Stored data
[Start of section]
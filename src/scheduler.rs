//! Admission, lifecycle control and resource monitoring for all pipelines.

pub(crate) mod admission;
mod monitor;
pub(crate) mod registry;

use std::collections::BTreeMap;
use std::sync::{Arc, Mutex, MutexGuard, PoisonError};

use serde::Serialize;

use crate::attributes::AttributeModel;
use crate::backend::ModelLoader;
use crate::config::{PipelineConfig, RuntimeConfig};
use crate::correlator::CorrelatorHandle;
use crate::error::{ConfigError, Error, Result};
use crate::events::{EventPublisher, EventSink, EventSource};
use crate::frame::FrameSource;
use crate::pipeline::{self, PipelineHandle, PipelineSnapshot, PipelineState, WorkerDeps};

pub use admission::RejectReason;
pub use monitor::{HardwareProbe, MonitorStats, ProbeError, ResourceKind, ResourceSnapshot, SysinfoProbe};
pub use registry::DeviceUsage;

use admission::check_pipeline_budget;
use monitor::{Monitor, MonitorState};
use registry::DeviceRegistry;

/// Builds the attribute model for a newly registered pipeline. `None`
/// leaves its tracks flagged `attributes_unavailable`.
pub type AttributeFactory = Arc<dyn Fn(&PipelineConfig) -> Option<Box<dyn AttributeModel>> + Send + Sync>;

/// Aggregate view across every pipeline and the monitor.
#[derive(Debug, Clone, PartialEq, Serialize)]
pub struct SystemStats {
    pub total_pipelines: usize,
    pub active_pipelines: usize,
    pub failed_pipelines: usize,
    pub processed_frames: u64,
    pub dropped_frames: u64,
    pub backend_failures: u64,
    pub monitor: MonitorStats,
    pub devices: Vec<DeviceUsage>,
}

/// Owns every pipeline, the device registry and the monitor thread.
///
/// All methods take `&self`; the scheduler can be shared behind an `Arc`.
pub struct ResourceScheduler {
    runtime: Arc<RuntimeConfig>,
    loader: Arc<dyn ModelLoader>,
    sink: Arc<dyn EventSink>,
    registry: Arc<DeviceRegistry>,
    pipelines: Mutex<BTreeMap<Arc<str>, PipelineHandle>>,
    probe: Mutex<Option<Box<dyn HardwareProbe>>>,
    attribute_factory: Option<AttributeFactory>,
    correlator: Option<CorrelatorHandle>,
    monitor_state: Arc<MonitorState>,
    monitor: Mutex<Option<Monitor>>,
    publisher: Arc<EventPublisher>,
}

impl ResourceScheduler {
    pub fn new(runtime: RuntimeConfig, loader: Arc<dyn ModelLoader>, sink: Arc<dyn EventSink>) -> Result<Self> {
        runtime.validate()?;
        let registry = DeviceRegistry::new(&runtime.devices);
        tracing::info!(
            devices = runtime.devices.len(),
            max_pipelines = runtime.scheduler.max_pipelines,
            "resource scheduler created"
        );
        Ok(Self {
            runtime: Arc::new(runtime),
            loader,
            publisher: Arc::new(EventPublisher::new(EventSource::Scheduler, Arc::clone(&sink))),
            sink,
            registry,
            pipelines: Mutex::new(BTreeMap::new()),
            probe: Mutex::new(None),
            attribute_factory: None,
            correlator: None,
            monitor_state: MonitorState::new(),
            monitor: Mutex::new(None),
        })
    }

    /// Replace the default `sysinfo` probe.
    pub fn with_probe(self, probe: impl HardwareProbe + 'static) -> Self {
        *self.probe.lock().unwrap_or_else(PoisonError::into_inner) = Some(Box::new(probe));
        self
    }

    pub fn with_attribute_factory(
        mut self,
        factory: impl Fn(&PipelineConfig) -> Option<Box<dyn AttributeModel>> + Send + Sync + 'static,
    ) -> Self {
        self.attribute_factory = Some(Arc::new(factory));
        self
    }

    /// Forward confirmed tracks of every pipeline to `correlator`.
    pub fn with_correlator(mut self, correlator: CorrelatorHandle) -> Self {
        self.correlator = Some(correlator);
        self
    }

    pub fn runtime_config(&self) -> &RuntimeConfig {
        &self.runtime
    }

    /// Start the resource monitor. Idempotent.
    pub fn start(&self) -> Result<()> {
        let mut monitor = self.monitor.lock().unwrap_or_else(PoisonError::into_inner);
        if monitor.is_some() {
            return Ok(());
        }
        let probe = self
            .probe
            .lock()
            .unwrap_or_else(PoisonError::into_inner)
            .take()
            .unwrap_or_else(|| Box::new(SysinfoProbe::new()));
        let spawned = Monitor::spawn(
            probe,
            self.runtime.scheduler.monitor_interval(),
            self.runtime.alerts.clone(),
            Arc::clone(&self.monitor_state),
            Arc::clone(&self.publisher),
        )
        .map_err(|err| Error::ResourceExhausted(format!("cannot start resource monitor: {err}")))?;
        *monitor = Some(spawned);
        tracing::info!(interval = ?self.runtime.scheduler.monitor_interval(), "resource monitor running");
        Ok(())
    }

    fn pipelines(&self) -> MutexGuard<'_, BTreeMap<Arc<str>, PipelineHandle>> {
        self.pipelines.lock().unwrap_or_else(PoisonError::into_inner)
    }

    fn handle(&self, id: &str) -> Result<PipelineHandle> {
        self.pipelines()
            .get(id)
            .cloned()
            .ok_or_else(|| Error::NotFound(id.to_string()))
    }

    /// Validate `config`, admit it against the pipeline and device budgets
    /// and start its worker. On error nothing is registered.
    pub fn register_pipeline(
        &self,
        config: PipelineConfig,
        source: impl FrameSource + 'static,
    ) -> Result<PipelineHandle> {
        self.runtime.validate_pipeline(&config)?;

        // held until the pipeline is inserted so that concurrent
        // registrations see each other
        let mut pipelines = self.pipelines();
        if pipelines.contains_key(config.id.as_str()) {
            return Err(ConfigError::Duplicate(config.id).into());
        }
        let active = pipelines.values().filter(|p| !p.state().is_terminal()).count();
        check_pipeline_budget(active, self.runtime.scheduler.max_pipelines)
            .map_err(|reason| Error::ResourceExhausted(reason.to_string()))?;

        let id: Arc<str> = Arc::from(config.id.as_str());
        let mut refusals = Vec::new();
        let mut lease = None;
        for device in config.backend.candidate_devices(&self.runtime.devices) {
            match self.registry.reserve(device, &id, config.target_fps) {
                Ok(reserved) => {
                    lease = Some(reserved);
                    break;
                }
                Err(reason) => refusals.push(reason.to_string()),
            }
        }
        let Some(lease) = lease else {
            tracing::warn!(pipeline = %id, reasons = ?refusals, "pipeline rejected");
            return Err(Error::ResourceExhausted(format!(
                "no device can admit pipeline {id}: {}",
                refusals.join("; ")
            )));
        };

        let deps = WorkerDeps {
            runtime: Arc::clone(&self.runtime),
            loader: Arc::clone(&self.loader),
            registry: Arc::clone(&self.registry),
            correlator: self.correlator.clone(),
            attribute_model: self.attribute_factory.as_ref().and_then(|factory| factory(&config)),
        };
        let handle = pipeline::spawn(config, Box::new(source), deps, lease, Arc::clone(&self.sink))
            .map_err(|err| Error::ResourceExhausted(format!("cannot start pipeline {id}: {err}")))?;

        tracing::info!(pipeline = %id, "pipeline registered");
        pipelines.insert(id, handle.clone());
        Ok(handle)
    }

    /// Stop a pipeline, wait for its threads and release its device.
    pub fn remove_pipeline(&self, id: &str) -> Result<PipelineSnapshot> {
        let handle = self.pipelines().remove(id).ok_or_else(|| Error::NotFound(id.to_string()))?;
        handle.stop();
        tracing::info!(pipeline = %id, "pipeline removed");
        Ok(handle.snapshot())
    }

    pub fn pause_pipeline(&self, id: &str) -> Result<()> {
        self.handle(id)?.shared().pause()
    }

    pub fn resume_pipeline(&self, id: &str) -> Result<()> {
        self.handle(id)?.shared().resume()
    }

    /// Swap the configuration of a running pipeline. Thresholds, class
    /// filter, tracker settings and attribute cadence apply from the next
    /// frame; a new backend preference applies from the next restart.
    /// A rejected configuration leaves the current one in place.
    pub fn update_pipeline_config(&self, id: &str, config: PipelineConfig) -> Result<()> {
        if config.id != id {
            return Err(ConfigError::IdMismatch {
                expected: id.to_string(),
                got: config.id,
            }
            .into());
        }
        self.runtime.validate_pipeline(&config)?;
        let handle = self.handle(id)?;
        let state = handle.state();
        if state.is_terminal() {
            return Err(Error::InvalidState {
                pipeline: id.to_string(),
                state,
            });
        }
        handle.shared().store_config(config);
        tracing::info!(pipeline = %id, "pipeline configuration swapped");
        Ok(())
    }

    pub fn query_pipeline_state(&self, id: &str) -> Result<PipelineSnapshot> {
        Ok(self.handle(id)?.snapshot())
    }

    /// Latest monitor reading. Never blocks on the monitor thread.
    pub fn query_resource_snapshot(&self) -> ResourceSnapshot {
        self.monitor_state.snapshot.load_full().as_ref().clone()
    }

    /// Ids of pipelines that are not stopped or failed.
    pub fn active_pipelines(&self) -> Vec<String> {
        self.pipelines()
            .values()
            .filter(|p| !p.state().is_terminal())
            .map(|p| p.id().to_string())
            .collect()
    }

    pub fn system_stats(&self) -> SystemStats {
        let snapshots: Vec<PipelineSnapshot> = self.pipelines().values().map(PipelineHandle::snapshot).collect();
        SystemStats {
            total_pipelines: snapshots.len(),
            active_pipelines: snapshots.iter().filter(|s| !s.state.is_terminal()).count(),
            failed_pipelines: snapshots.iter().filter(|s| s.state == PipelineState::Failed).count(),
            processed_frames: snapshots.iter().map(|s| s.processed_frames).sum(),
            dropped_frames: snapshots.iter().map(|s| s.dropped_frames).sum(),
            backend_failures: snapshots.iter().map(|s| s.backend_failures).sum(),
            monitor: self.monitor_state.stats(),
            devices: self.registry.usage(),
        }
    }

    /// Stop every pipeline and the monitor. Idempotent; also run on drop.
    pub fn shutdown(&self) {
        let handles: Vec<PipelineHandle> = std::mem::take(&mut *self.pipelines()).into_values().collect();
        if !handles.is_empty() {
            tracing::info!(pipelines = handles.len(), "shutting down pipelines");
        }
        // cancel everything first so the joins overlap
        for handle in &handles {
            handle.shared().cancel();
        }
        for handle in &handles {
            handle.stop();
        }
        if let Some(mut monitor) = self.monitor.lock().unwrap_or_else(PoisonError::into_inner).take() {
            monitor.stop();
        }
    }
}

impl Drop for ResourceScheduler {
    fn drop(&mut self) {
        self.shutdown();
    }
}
[End of section]
[Start of section]
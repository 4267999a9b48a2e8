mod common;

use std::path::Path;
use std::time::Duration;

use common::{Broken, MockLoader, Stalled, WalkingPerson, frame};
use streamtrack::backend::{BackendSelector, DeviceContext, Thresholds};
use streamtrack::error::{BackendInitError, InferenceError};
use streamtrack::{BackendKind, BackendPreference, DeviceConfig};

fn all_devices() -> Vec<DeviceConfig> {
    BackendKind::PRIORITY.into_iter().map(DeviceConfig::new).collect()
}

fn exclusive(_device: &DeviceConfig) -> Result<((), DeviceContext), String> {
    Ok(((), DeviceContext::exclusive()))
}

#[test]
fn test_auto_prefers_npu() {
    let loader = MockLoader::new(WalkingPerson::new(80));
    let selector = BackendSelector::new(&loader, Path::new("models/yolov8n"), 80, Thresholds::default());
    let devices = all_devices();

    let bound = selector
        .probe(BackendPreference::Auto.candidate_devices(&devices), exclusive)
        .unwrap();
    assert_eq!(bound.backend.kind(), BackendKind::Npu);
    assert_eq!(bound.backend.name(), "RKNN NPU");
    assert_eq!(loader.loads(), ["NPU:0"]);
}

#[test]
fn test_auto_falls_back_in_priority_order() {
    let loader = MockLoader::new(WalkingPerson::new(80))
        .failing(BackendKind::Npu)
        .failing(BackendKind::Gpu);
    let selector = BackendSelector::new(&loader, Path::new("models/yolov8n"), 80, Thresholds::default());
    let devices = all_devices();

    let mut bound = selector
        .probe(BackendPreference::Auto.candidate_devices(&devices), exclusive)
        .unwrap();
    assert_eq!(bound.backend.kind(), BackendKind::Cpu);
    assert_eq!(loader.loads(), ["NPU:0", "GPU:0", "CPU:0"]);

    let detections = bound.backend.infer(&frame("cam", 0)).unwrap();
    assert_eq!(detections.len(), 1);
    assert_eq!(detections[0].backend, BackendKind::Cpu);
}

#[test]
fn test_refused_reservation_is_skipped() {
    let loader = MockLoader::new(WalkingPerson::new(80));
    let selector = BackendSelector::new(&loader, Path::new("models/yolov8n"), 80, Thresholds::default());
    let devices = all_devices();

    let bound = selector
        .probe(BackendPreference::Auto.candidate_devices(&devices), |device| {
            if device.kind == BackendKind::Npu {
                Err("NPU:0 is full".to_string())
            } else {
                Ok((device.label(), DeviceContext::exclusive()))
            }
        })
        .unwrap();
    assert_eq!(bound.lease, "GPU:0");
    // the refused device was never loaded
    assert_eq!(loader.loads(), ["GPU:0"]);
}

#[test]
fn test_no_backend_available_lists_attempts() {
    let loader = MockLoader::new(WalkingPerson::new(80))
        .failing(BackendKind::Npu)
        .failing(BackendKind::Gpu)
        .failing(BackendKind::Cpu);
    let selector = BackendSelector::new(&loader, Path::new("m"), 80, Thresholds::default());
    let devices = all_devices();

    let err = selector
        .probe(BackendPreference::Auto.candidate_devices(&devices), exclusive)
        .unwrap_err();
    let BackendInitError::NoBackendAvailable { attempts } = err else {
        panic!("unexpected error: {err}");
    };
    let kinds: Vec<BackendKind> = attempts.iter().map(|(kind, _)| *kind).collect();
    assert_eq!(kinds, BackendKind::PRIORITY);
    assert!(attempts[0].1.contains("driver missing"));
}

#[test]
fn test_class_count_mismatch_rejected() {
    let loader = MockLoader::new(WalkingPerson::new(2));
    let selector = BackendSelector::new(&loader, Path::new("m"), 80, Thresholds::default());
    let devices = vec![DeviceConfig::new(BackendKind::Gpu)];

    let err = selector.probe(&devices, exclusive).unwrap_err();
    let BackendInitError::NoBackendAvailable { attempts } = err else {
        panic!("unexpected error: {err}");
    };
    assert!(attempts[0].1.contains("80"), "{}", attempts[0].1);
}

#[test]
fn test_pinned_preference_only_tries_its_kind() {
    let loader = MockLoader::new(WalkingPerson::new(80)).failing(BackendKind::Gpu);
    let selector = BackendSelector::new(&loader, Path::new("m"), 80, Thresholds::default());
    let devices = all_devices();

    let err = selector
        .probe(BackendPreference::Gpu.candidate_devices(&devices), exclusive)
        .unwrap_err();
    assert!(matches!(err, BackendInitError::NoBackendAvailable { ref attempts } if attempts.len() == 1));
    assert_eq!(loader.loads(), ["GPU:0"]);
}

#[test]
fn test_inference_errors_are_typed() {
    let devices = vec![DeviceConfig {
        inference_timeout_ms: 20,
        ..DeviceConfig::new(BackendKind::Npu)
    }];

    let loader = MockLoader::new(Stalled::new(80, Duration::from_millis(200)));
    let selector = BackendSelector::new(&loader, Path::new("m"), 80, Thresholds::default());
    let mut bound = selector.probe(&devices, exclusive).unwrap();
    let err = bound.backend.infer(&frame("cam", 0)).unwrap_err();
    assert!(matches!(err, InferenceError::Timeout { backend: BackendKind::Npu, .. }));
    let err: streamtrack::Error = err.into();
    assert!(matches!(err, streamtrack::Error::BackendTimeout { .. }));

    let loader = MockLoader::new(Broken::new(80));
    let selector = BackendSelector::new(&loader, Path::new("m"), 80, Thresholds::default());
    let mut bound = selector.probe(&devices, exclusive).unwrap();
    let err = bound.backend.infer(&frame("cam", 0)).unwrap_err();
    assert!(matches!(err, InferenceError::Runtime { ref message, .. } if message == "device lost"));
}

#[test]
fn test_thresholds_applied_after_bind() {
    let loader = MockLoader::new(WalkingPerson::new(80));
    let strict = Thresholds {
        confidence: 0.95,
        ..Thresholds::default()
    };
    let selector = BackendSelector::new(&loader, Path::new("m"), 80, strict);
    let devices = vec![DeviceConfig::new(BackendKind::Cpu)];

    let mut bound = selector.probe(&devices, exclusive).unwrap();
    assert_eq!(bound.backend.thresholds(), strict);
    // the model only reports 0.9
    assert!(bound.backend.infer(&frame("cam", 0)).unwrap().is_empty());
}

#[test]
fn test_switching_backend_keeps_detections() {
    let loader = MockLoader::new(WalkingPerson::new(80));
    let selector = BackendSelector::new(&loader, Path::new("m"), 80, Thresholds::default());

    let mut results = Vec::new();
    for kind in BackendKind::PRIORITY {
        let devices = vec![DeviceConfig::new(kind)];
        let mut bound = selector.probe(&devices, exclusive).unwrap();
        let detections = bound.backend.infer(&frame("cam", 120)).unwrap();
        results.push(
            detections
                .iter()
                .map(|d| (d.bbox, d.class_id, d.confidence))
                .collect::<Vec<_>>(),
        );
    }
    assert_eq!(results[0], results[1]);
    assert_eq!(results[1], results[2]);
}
[End of section]
*Action item*: Work out how many lines in the data hold the word "kinds"; reply with the number alone.

*Output of the exercise*: 2